→ **Work task**:
Repeat verbatim, and only, the lines of the data below, beginning at the line that contains "in the grid." and stopping after the line that contains "let ix = index % self.nx;".

→ **Available data**:

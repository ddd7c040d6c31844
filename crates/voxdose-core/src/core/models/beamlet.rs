use nalgebra::{Point3, Vector2};
use std::cmp::Ordering;
use std::collections::BTreeSet;
use std::fmt;

/// Default magnification factor of a focused source (DfF/Dsf).
pub const DEFAULT_MAGNIFICATION: f64 = 10.0;

/// Integer coordinates of one rectangular cell of the source fluence map.
///
/// Equality is component-wise. The ordering is row-major (by `by`, then `bx`)
/// so keys can live in a sorted map; it carries no other meaning.
#[derive(Debug, Clone, Copy, PartialEq, Eq, Hash)]
pub struct BeamletKey {
    pub bx: i32,
    pub by: i32,
}

impl BeamletKey {
    pub fn new(bx: i32, by: i32) -> Self {
        Self { bx, by }
    }
}

impl Ord for BeamletKey {
    fn cmp(&self, other: &Self) -> Ordering {
        (self.by, self.bx).cmp(&(other.by, other.bx))
    }
}

impl PartialOrd for BeamletKey {
    fn partial_cmp(&self, other: &Self) -> Option<Ordering> {
        Some(self.cmp(other))
    }
}

impl fmt::Display for BeamletKey {
    fn fmt(&self, f: &mut fmt::Formatter<'_>) -> fmt::Result {
        write!(f, "({},{})", self.bx, self.by)
    }
}

/// Geometry of the source fluence map and the allow-list of beamlets whose
/// contributions are tallied individually.
///
/// `size` is the grid dimension in beamlets, `beamlet_size` the physical cell
/// size in mm, and `center` the map center position in mm. Events whose
/// originating beamlet is not in `tracked` are tallied only into the
/// full-volume totals.
#[derive(Debug, Clone, PartialEq)]
pub struct FluenceMapSpec {
    pub size: Vector2<i32>,
    pub beamlet_size: Vector2<f64>,
    pub center: Point3<f64>,
    pub magnification: f64,
    pub tracked: BTreeSet<BeamletKey>,
}

impl FluenceMapSpec {
    pub fn is_tracked(&self, key: &BeamletKey) -> bool {
        self.tracked.contains(key)
    }
}
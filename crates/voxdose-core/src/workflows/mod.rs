//! # Workflows Module
//!
//! High-level entry points tying the core and engine layers together.
//!
//! ## Overview
//!
//! A workflow executes one complete scoring run: phantom load, material
//! compaction, worker fan-out over the external transport engine, merge of
//! the per-stream accumulators, and cumulative checkpoint persistence. The
//! transport engine itself is a collaborator supplied by the caller through
//! the [`simulate::TransportEngine`] trait.

pub mod simulate;
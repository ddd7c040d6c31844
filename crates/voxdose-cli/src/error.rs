use std::path::PathBuf;
use thiserror::Error;
use voxdose::engine::error::EngineError;

pub type Result<T> = std::result::Result<T, CliError>;

#[derive(Debug, Error)]
pub enum CliError {
    #[error(transparent)]
    Core(#[from] EngineError),

    #[error("Failed to parse file '{path}': {source}", path = path.display())]
    FileParsing {
        path: PathBuf,
        #[source]
        source: anyhow::Error,
    },

    #[error("I/O error: {0}")]
    Io(#[from] std::io::Error),

    #[error("Invalid argument: {0}")]
    Argument(String),

    #[error(transparent)]
    Other(#[from] anyhow::Error),
}
use nalgebra::{Point3, Vector3};

/// The regular 3D voxel grid describing the simulated phantom.
///
/// Dimensions are voxel counts, `voxel_size` is the edge length of one voxel
/// in mm, and `center` is the position of the array center in mm.
#[derive(Debug, Clone, PartialEq)]
pub struct PhantomGrid {
    pub nx: usize,
    pub ny: usize,
    pub nz: usize,
    pub voxel_size: Vector3<f64>,
    pub center: Point3<f64>,
}

impl PhantomGrid {
    pub fn new(
        (nx, ny, nz): (usize, usize, usize),
        voxel_size: Vector3<f64>,
        center: Point3<f64>,
    ) -> Self {
        Self {
            nx,
            ny,
            nz,
            voxel_size,
            center,
        }
    }

    /// Total number of voxels in the grid.
    pub fn voxel_count(&self) -> usize {
        self.nx * self.ny * self.nz
    }

    /// Flattens a 3D voxel coordinate into the canonical linear index.
    ///
    /// The ordering is X fastest-varying, then Y, then Z (Z slowest):
    /// `index = iz*ny*nx + iy*nx + ix`. Every consumer of a linear voxel
    /// index (the material map, the nested provider, the checkpoint writer)
    /// goes through this one formula.
    #[inline]
    pub fn flatten_index(&self, ix: usize, iy: usize, iz: usize) -> usize {
        iz * self.ny * self.nx + iy * self.nx + ix
    }

    /// Inverse of [`flatten_index`](Self::flatten_index).
    #[inline]
    pub fn coords_of(&self, index: usize) -> (usize, usize, usize) {
        let ix = index % self.nx;
        let iy = (index / self.nx) % self.ny;
        let iz = index / (self.nx * self.ny);
        (ix, iy, iz)
    }

    /// Half-lengths of a single voxel along each axis.
    pub fn voxel_half_lengths(&self) -> Vector3<f64> {
        self.voxel_size / 2.0
    }

    /// Full extent of the phantom box along each axis.
    pub fn extent(&self) -> Vector3<f64> {
        Vector3::new(
            self.nx as f64 * self.voxel_size.x,
            self.ny as f64 * self.voxel_size.y,
            self.nz as f64 * self.voxel_size.z,
        )
    }
}
use crate::cli::InspectArgs;
use crate::error::{CliError, Result};
use indicatif::ProgressBar;
use std::time::Duration;
use tracing::info;
use voxdose::core::io::{checkpoint, phantom};
use voxdose::core::materials::MaterialPalette;
use voxdose::core::units;
use voxdose::engine::error::EngineError;

pub fn run(args: InspectArgs) -> Result<()> {
    let spinner = ProgressBar::new_spinner().with_message("Loading phantom...");
    spinner.set_draw_target(indicatif::ProgressDrawTarget::stderr());
    spinner.enable_steady_tick(Duration::from_millis(80));

    info!("Loading phantom from {:?}", &args.phantom);
    let volume = phantom::load(&args.phantom).map_err(|e| CliError::FileParsing {
        path: args.phantom.clone(),
        source: e.into(),
    })?;

    spinner.set_message("Compacting materials...");
    let palette = MaterialPalette::build(&volume.voxels).map_err(EngineError::from)?;
    spinner.finish_and_clear();

    let grid = &volume.grid;
    println!("Phantom: {}", args.phantom.display());
    println!(
        "  grid:             {} x {} x {} ({} voxels)",
        grid.nx,
        grid.ny,
        grid.nz,
        grid.voxel_count()
    );
    println!(
        "  voxel size (mm):  {} x {} x {}",
        grid.voxel_size.x, grid.voxel_size.y, grid.voxel_size.z
    );
    println!(
        "  center (mm):      ({}, {}, {})",
        grid.center.x, grid.center.y, grid.center.z
    );
    println!("  unique materials: {}", palette.material_count());

    for material in palette.materials().iter().take(args.max_materials) {
        println!(
            "    {:<8} {:>9.4} g/cm³  {}",
            material.name,
            units::density_to_g_per_cm3(material.density),
            material.base.dataset_name()
        );
    }
    if palette.material_count() > args.max_materials {
        println!(
            "    ... and {} more",
            palette.material_count() - args.max_materials
        );
    }

    if let Some(path) = args.density_out {
        checkpoint::write_density_snapshot(&path, &volume.densities)?;
        println!("✓ Density snapshot written to: {}", path.display());
    }

    Ok(())
}
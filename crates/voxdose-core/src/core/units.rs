//! The engine's internal unit convention.
//!
//! Lengths are millimeters and mass densities are g/cm³. Input files carry
//! their values in these same physical units, so the conversion factors are
//! unity, but every boundary that reads external data multiplies through them
//! so the convention is applied in exactly one place per quantity.

/// Millimeters per internal length unit.
pub const MM: f64 = 1.0;

/// Internal mass-density units per g/cm³.
pub const G_PER_CM3: f64 = 1.0;

/// Converts a density given in g/cm³ to internal units. Applied once, at read.
#[inline]
pub fn density_from_g_per_cm3(value: f64) -> f64 {
    value * G_PER_CM3
}

/// Converts an internal density back to g/cm³ for external outputs.
#[inline]
pub fn density_to_g_per_cm3(value: f64) -> f64 {
    value / G_PER_CM3
}

/// Converts a length given in mm to internal units. Applied once, at read.
#[inline]
pub fn length_from_mm(value: f64) -> f64 {
    value * MM
}
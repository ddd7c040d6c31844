use crate::core::models::grid::PhantomGrid;
use crate::core::models::voxel::{MaterialComponent, VoxelSpec};
use crate::core::units;
use nalgebra::{Point3, Vector3};
use std::fs::File;
use std::io::{self, BufRead, BufReader};
use std::path::Path;
use std::str::FromStr;
use thiserror::Error;
use tracing::info;

#[derive(Debug, Error)]
pub enum PhantomLoadError {
    #[error("Failed opening geometry '{path}': {source}")]
    Open { path: String, source: io::Error },
    #[error("I/O error: {0}")]
    Io(#[from] io::Error),
    #[error("Malformed header on line {line}: {message}")]
    Header { line: usize, message: String },
    #[error("Malformed voxel specification on line {line}: {message}")]
    Parse { line: usize, message: String },
    #[error("Mismatch between nxyz in header and number of lines (expected {expected}, found {found})")]
    VoxelCountMismatch { expected: usize, found: usize },
}

/// A fully parsed phantom: the grid description, the per-voxel material
/// specifications in file (= canonical flattened) order, and the parallel
/// raw-density list in internal units.
#[derive(Debug, Clone, PartialEq)]
pub struct PhantomVolume {
    pub grid: PhantomGrid,
    pub voxels: Vec<VoxelSpec>,
    pub densities: Vec<f64>,
}

/// Reads a phantom description from a file path.
///
/// Header: three lines (`nx ny nz`, `dx dy dz` in mm, `px py pz` in mm),
/// followed by exactly `nx*ny*nz` voxel lines
/// (`density matcount matid1 frac1 [matid2 frac2]`, density in g/cm³),
/// terminated by a blank line or end of file.
pub fn load(path: &Path) -> Result<PhantomVolume, PhantomLoadError> {
    let file = File::open(path).map_err(|source| PhantomLoadError::Open {
        path: path.to_string_lossy().to_string(),
        source,
    })?;
    read_from(&mut BufReader::new(file))
}

pub fn read_from(reader: &mut impl BufRead) -> Result<PhantomVolume, PhantomLoadError> {
    let mut lines = reader.lines().enumerate();

    let (nx, ny, nz) = {
        let (line_num, line) = next_header_line(&mut lines)?;
        parse_triple::<usize>(&line, line_num)?
    };
    let voxel_size = {
        let (line_num, line) = next_header_line(&mut lines)?;
        let (dx, dy, dz) = parse_triple::<f64>(&line, line_num)?;
        Vector3::new(
            units::length_from_mm(dx),
            units::length_from_mm(dy),
            units::length_from_mm(dz),
        )
    };
    let center = {
        let (line_num, line) = next_header_line(&mut lines)?;
        let (px, py, pz) = parse_triple::<f64>(&line, line_num)?;
        Point3::new(
            units::length_from_mm(px),
            units::length_from_mm(py),
            units::length_from_mm(pz),
        )
    };

    let grid = PhantomGrid::new((nx, ny, nz), voxel_size, center);
    info!(
        "Array size: {} {} {}; voxel size (mm): {} {} {}; center position (mm): {} {} {}",
        nx, ny, nz, voxel_size.x, voxel_size.y, voxel_size.z, center.x, center.y, center.z
    );

    let expected = grid.voxel_count();
    let mut voxels = Vec::with_capacity(expected);
    let mut densities = Vec::with_capacity(expected);

    for (line_idx, line) in &mut lines {
        let line = line?;
        if line.trim().is_empty() {
            break;
        }
        let spec = parse_voxel_line(&line, line_idx + 1)?;
        densities.push(spec.density);
        voxels.push(spec);
    }

    if voxels.len() != expected {
        return Err(PhantomLoadError::VoxelCountMismatch {
            expected,
            found: voxels.len(),
        });
    }

    Ok(PhantomVolume {
        grid,
        voxels,
        densities,
    })
}

fn next_header_line(
    lines: &mut impl Iterator<Item = (usize, io::Result<String>)>,
) -> Result<(usize, String), PhantomLoadError> {
    match lines.next() {
        Some((idx, line)) => Ok((idx + 1, line?)),
        None => Err(PhantomLoadError::Header {
            line: 0,
            message: "unexpected end of file in header".into(),
        }),
    }
}

fn parse_triple<T: FromStr>(line: &str, line_num: usize) -> Result<(T, T, T), PhantomLoadError> {
    let mut tokens = line.split_whitespace();
    let mut next = |field: &str| -> Result<T, PhantomLoadError> {
        tokens
            .next()
            .and_then(|t| t.parse().ok())
            .ok_or_else(|| PhantomLoadError::Header {
                line: line_num,
                message: format!("missing or invalid {field}"),
            })
    };
    Ok((next("first value")?, next("second value")?, next("third value")?))
}

fn parse_voxel_line(line: &str, line_num: usize) -> Result<VoxelSpec, PhantomLoadError> {
    let mut tokens = line.split_whitespace();

    let density: f64 = parse_field(&mut tokens, line_num, "density")?;
    let material_count: usize = parse_field(&mut tokens, line_num, "material count")?;
    let primary = MaterialComponent {
        id: parse_field(&mut tokens, line_num, "material ID")?,
        fraction: parse_field(&mut tokens, line_num, "fraction")?,
    };

    let secondary = match material_count {
        1 => None,
        2 => Some(MaterialComponent {
            id: parse_field(&mut tokens, line_num, "second material ID")?,
            fraction: parse_field(&mut tokens, line_num, "second fraction")?,
        }),
        n => {
            return Err(PhantomLoadError::Parse {
                line: line_num,
                message: format!("material count must be 1 or 2, got {n}"),
            });
        }
    };

    Ok(VoxelSpec {
        density: units::density_from_g_per_cm3(density),
        primary,
        secondary,
    })
}

fn parse_field<T: FromStr>(
    tokens: &mut std::str::SplitWhitespace<'_>,
    line_num: usize,
    name: &str,
) -> Result<T, PhantomLoadError> {
    tokens
        .next()
        .ok_or_else(|| PhantomLoadError::Parse {
            line: line_num,
            message: format!("missing {name}"),
        })?
        .parse()
        .map_err(|_| PhantomLoadError::Parse {
            line: line_num,
            message: format!("invalid {name}"),
        })
}
mod cli;
mod commands;
mod error;
mod logging;

use crate::cli::{Cli, Commands};
use crate::error::Result;
use clap::Parser;
use tracing::{debug, error, info};

fn main() {
    if let Err(e) = run_app() {
        eprintln!("\n❌ Error: {}", e);
        std::process::exit(1);
    }
}

fn run_app() -> Result<()> {
    let cli = Cli::parse();
    logging::setup_logging(cli.verbose, cli.quiet, cli.log_file.as_deref())?;

    info!("VoxDose CLI v{} starting up.", env!("CARGO_PKG_VERSION"));
    debug!("Full CLI arguments parsed: {:?}", &cli);

    let result = match cli.command {
        Commands::Inspect(args) => {
            info!("Dispatching to 'inspect' command.");
            commands::inspect::run(args)
        }
        Commands::Tally(args) => {
            info!("Dispatching to 'tally' command.");
            commands::tally::run(args)
        }
    };

    match &result {
        Ok(_) => info!("✅ Command completed successfully."),
        Err(e) => error!("❌ Command failed: {}", e),
    }

    result
}
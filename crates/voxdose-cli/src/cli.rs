use clap::{Args, Parser, Subcommand};
use std::path::PathBuf;

const HELP_TEMPLATE: &str = "\
{before-help}{name} {version}
{about-with-newline}
{usage-heading} {usage}

{all-args}{after-help}
";

#[derive(Parser, Debug)]
#[command(
    version,
    about = "VoxDose CLI - Inspection utilities for voxelized-phantom dose simulations: phantom/material statistics and scorer checkpoint summaries.",
    help_template = HELP_TEMPLATE,
)]
#[command(propagate_version = true)]
pub struct Cli {
    #[command(subcommand)]
    pub command: Commands,

    /// Increase verbosity level (-v for INFO, -vv for DEBUG, -vvv for TRACE)
    #[arg(short, long, action = clap::ArgAction::Count, global = true)]
    pub verbose: u8,

    /// Suppress all log output except for errors
    #[arg(short, long, global = true, conflicts_with = "verbose")]
    pub quiet: bool,

    /// Write logs to a specified file in addition to the console output
    #[arg(long, global = true, value_name = "PATH")]
    pub log_file: Option<PathBuf>,
}

#[derive(Subcommand, Debug)]
pub enum Commands {
    /// Load a phantom geometry file, compact its materials, and report statistics.
    Inspect(InspectArgs),
    /// Summarize a scorer checkpoint (.bin) file.
    Tally(TallyArgs),
}

/// Arguments for the `inspect` subcommand.
#[derive(Args, Debug)]
pub struct InspectArgs {
    /// Path to the phantom geometry file.
    #[arg(short, long, required = true, value_name = "PATH")]
    pub phantom: PathBuf,

    /// Write the as-parsed per-voxel densities (raw f32, g/cm³) to this path.
    #[arg(long, value_name = "PATH")]
    pub density_out: Option<PathBuf>,

    /// Maximum number of palette materials to list individually.
    #[arg(long, value_name = "INT", default_value_t = 10)]
    pub max_materials: usize,
}

/// Arguments for the `tally` subcommand.
#[derive(Args, Debug)]
pub struct TallyArgs {
    /// Path to the checkpoint file.
    #[arg(short, long, required = true, value_name = "PATH")]
    pub input: PathBuf,

    /// Voxel grid dimensions: NX NY NZ.
    #[arg(short, long, num_args = 3, value_names = ["NX", "NY", "NZ"], required = true)]
    pub dims: Vec<usize>,
}
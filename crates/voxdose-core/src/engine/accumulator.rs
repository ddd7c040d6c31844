use crate::core::models::beamlet::{BeamletKey, FluenceMapSpec};
use crate::engine::classifier;
use nalgebra::Point3;
use std::collections::{BTreeMap, HashMap};
use tracing::debug;

/// Sparse voxel-index → accumulated value map for one scorer.
pub type SparseTally = HashMap<usize, f64>;

/// One sparse tally per scorer name.
pub type ScorerTallies = HashMap<String, SparseTally>;

/// Hit collections of one completed particle history, as handed over by the
/// transport engine: the originating vertex plus, per scorer, a sparse
/// voxel-index → value map. A scorer with no hits this event is simply absent.
#[derive(Debug, Clone)]
pub struct EventHits {
    vertex: Point3<f64>,
    collections: ScorerTallies,
}

impl EventHits {
    pub fn new(vertex: Point3<f64>) -> Self {
        Self {
            vertex,
            collections: HashMap::new(),
        }
    }

    pub fn vertex(&self) -> &Point3<f64> {
        &self.vertex
    }

    /// Adds a single deposition to a scorer's collection.
    pub fn deposit(&mut self, scorer: &str, voxel: usize, value: f64) {
        *self
            .collections
            .entry(scorer.to_string())
            .or_default()
            .entry(voxel)
            .or_insert(0.0) += value;
    }

    pub fn insert_collection(&mut self, scorer: impl Into<String>, hits: SparseTally) {
        self.collections.insert(scorer.into(), hits);
    }

    /// The hit collection for a scorer, or `None` if the engine reported no
    /// hits for it this event.
    pub fn collection(&self, scorer: &str) -> Option<&SparseTally> {
        self.collections.get(scorer)
    }
}

/// Per-stream tally container for one run.
///
/// Each worker stream owns exactly one accumulator and is its only writer, so
/// the event hot path needs no synchronization. At end of run the workers'
/// accumulators are merged, in any order, into a single global one.
#[derive(Debug, Clone)]
pub struct RunAccumulator {
    scorers: Vec<String>,
    full_volume: ScorerTallies,
    beamlets: BTreeMap<BeamletKey, ScorerTallies>,
    fluence_map: Option<FluenceMapSpec>,
    events: u64,
}

impl RunAccumulator {
    /// Allocates one empty tally per scorer, for the full volume and for each
    /// tracked beamlet of the fluence map (when one is configured).
    pub fn new(scorers: &[String], fluence_map: Option<FluenceMapSpec>) -> Self {
        let empty_set = |scorers: &[String]| -> ScorerTallies {
            scorers
                .iter()
                .map(|s| (s.clone(), SparseTally::new()))
                .collect()
        };

        let beamlets = fluence_map
            .iter()
            .flat_map(|spec| spec.tracked.iter())
            .map(|&key| (key, empty_set(scorers)))
            .collect();

        Self {
            scorers: scorers.to_vec(),
            full_volume: empty_set(scorers),
            beamlets,
            fluence_map,
            events: 0,
        }
    }

    /// Folds one event's hit collections into the run tallies.
    ///
    /// Every present collection is added to the full-volume tally; a missing
    /// collection is a no-op for that scorer. If the event's originating
    /// beamlet is tracked, the same collections are also added to that
    /// beamlet's tallies; untracked or out-of-range beamlets contribute to
    /// the full volume only.
    pub fn record_event(&mut self, event: &EventHits) {
        self.events += 1;

        for (scorer, tally) in self.full_volume.iter_mut() {
            if let Some(hits) = event.collection(scorer) {
                add_sparse(tally, hits);
            }
        }

        if let Some(spec) = &self.fluence_map {
            let key = classifier::beamlet_for_vertex(spec, event.vertex());
            if let Some(tallies) = self.beamlets.get_mut(&key) {
                for (scorer, tally) in tallies.iter_mut() {
                    if let Some(hits) = event.collection(scorer) {
                        add_sparse(tally, hits);
                    }
                }
            }
        }
    }

    /// Combines another stream's accumulator into this one by element-wise
    /// addition, per scorer per voxel, for the full volume and every tracked
    /// beamlet. Addition makes this associative and commutative, so the
    /// merge order across workers does not affect the result.
    pub fn merge(&mut self, other: RunAccumulator) {
        for (scorer, theirs) in other.full_volume {
            debug!("Merging tally from stream (full beam): {scorer}");
            add_sparse_owned(self.full_volume.entry(scorer).or_default(), theirs);
        }

        for (key, their_tallies) in other.beamlets {
            let ours = self.beamlets.entry(key).or_default();
            for (scorer, theirs) in their_tallies {
                debug!("Merging tally from stream (beamlet {key}): {scorer}");
                add_sparse_owned(ours.entry(scorer).or_default(), theirs);
            }
        }

        self.events += other.events;
    }

    pub fn scorers(&self) -> &[String] {
        &self.scorers
    }

    pub fn full_volume(&self, scorer: &str) -> Option<&SparseTally> {
        self.full_volume.get(scorer)
    }

    pub fn beamlets(&self) -> &BTreeMap<BeamletKey, ScorerTallies> {
        &self.beamlets
    }

    pub fn fluence_map(&self) -> Option<&FluenceMapSpec> {
        self.fluence_map.as_ref()
    }

    /// Number of events recorded (including merged-in streams).
    pub fn events(&self) -> u64 {
        self.events
    }
}

fn add_sparse(target: &mut SparseTally, source: &SparseTally) {
    for (&voxel, &value) in source {
        *target.entry(voxel).or_insert(0.0) += value;
    }
}

fn add_sparse_owned(target: &mut SparseTally, source: SparseTally) {
    for (voxel, value) in source {
        *target.entry(voxel).or_insert(0.0) += value;
    }
}

#[cfg(test)]
mod tests {
    use super::*;
    use nalgebra::Vector2;
    use std::collections::BTreeSet;

    fn scorers() -> Vec<String> {
        vec!["dose3d".to_string(), "photonFluence".to_string()]
    }

    fn tracked_spec(keys: &[(i32, i32)]) -> FluenceMapSpec {
        FluenceMapSpec {
            size: Vector2::new(20, 20),
            beamlet_size: Vector2::new(5.0, 5.0),
            center: Point3::new(0.0, 0.0, -1000.0),
            magnification: 10.0,
            tracked: keys
                .iter()
                .map(|&(bx, by)| BeamletKey::new(bx, by))
                .collect::<BTreeSet<_>>(),
        }
    }

    fn event_at_center(deposits: &[(usize, f64)]) -> EventHits {
        // the map center projects to beamlet (9,9)
        let mut event = EventHits::new(Point3::new(0.0, 0.0, -1000.0));
        for &(voxel, value) in deposits {
            event.deposit("dose3d", voxel, value);
        }
        event
    }

    #[test]
    fn missing_collection_is_a_no_op() {
        let mut acc = RunAccumulator::new(&scorers(), None);
        let event = event_at_center(&[(4, 1.0)]);

        acc.record_event(&event);

        assert_eq!(acc.full_volume("dose3d").unwrap().get(&4), Some(&1.0));
        assert!(acc.full_volume("photonFluence").unwrap().is_empty());
        assert_eq!(acc.events(), 1);
    }

    #[test]
    fn tracked_beamlet_receives_a_copy_of_the_event() {
        let mut acc = RunAccumulator::new(&scorers(), Some(tracked_spec(&[(9, 9)])));
        acc.record_event(&event_at_center(&[(0, 2.0), (1, 0.5)]));

        let full = acc.full_volume("dose3d").unwrap();
        assert_eq!(full.get(&0), Some(&2.0));

        let beamlet = &acc.beamlets()[&BeamletKey::new(9, 9)];
        assert_eq!(beamlet["dose3d"].get(&0), Some(&2.0));
        assert_eq!(beamlet["dose3d"].get(&1), Some(&0.5));
    }

    #[test]
    fn untracked_beamlet_contributes_to_full_volume_only() {
        let mut acc = RunAccumulator::new(&scorers(), Some(tracked_spec(&[(0, 0)])));
        acc.record_event(&event_at_center(&[(0, 2.0)]));

        assert_eq!(acc.full_volume("dose3d").unwrap().get(&0), Some(&2.0));
        let beamlet = &acc.beamlets()[&BeamletKey::new(0, 0)];
        assert!(beamlet["dose3d"].is_empty());
    }

    #[test]
    fn merge_is_commutative_and_associative() {
        // power-of-two values keep every partial sum exact
        let deposits: [&[(usize, f64)]; 3] = [
            &[(0, 1.0), (1, 2.0)],
            &[(0, 4.0), (2, 8.0)],
            &[(1, 16.0), (2, 32.0)],
        ];

        let build = |hits: &[(usize, f64)]| {
            let mut acc = RunAccumulator::new(&scorers(), Some(tracked_spec(&[(9, 9)])));
            acc.record_event(&event_at_center(hits));
            acc
        };

        let merge_order = |order: [usize; 3]| {
            let mut global = RunAccumulator::new(&scorers(), Some(tracked_spec(&[(9, 9)])));
            for i in order {
                global.merge(build(deposits[i]));
            }
            global
        };

        let abc = merge_order([0, 1, 2]);
        let cba = merge_order([2, 1, 0]);
        let bac = merge_order([1, 0, 2]);

        for acc in [&cba, &bac] {
            assert_eq!(acc.full_volume("dose3d"), abc.full_volume("dose3d"));
            assert_eq!(acc.beamlets(), abc.beamlets());
            assert_eq!(acc.events(), 3);
        }
        let full = abc.full_volume("dose3d").unwrap();
        assert_eq!(full.get(&0), Some(&5.0));
        assert_eq!(full.get(&1), Some(&18.0));
        assert_eq!(full.get(&2), Some(&40.0));
    }

    #[test]
    fn repeated_deposits_into_one_voxel_accumulate() {
        let mut acc = RunAccumulator::new(&scorers(), None);
        for _ in 0..4 {
            acc.record_event(&event_at_center(&[(7, 0.25)]));
        }
        assert_eq!(acc.full_volume("dose3d").unwrap().get(&7), Some(&1.0));
        assert_eq!(acc.events(), 4);
    }
}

→ **Answer section**:
    /// Total number of voxels in the grid.
    pub fn voxel_count(&self) -> usize {
        self.nx * self.ny * self.nz
    }

    /// Flattens a 3D voxel coordinate into the canonical linear index.
    ///
    /// The ordering is X fastest-varying, then Y, then Z (Z slowest):
    /// `index = iz*ny*nx + iy*nx + ix`. Every consumer of a linear voxel
    /// index (the material map, the nested provider, the checkpoint writer)
    /// goes through this one formula.
    #[inline]
    pub fn flatten_index(&self, ix: usize, iy: usize, iz: usize) -> usize {
        iz * self.ny * self.nx + iy * self.nx + ix
    }

    /// Inverse of [`flatten_index`](Self::flatten_index).
    #[inline]
    pub fn coords_of(&self, index: usize) -> (usize, usize, usize) {
        let ix = index % self.nx;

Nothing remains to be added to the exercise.